__TASK DESCRIPTION__.
The expected output is each line in the data below that includes the string "link".

__MATERIAL SUPPLIED__.
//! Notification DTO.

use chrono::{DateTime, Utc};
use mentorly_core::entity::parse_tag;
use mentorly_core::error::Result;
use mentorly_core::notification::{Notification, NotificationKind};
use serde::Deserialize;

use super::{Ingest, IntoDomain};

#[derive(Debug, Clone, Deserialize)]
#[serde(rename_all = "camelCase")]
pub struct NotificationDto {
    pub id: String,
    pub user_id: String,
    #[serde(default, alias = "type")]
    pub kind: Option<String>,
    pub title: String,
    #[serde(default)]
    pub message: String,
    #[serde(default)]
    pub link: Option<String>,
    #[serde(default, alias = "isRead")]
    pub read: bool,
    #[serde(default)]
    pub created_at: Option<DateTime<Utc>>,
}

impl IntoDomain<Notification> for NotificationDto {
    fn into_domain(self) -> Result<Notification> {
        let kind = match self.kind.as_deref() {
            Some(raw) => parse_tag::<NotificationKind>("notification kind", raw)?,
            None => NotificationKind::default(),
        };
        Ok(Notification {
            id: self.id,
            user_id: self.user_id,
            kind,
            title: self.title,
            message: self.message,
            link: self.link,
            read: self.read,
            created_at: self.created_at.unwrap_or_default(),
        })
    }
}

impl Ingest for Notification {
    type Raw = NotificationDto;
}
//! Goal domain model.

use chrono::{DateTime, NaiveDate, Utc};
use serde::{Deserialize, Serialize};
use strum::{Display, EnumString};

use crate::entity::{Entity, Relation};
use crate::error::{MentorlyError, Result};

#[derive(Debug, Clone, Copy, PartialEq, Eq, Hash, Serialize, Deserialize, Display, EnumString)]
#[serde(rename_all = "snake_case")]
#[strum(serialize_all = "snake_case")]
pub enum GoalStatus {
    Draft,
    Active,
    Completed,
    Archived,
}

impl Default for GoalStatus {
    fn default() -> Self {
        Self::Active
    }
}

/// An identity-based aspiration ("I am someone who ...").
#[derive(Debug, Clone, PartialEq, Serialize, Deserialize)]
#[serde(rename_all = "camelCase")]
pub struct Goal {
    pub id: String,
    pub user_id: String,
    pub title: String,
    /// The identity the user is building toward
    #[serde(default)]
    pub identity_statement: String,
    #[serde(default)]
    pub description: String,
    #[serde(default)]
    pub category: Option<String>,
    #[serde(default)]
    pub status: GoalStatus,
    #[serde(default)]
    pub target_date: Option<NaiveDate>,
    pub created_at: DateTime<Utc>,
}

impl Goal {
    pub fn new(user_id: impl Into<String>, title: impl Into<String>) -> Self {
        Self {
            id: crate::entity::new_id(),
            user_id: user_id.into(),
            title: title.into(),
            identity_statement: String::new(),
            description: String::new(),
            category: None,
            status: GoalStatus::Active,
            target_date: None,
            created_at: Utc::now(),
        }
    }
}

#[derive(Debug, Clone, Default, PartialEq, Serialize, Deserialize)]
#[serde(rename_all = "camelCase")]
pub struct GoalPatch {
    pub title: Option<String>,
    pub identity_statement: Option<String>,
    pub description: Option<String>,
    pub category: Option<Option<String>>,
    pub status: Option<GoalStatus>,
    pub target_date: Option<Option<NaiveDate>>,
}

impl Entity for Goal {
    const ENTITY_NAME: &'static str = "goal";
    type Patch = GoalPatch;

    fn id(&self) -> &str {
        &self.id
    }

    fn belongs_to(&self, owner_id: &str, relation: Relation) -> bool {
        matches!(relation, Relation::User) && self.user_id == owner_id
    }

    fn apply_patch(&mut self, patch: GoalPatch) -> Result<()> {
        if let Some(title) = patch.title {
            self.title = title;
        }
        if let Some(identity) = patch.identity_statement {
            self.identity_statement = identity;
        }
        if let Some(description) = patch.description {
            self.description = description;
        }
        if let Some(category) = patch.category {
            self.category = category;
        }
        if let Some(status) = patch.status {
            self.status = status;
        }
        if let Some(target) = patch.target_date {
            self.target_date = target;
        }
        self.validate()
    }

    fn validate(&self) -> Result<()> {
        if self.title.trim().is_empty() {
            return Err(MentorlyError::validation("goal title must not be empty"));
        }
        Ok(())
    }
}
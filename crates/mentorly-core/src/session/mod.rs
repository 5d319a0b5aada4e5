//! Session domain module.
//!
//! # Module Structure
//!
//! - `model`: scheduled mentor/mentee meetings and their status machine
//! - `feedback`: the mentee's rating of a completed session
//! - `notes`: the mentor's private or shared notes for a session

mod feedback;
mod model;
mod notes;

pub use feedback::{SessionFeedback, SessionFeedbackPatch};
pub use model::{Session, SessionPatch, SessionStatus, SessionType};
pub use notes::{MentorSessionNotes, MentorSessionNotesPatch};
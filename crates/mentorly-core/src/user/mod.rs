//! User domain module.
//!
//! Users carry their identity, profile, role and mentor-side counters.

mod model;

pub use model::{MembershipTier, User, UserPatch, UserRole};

__SOLUTION TO THIS PROBLEM__.
    pub link: Option<String>,
            link: self.link,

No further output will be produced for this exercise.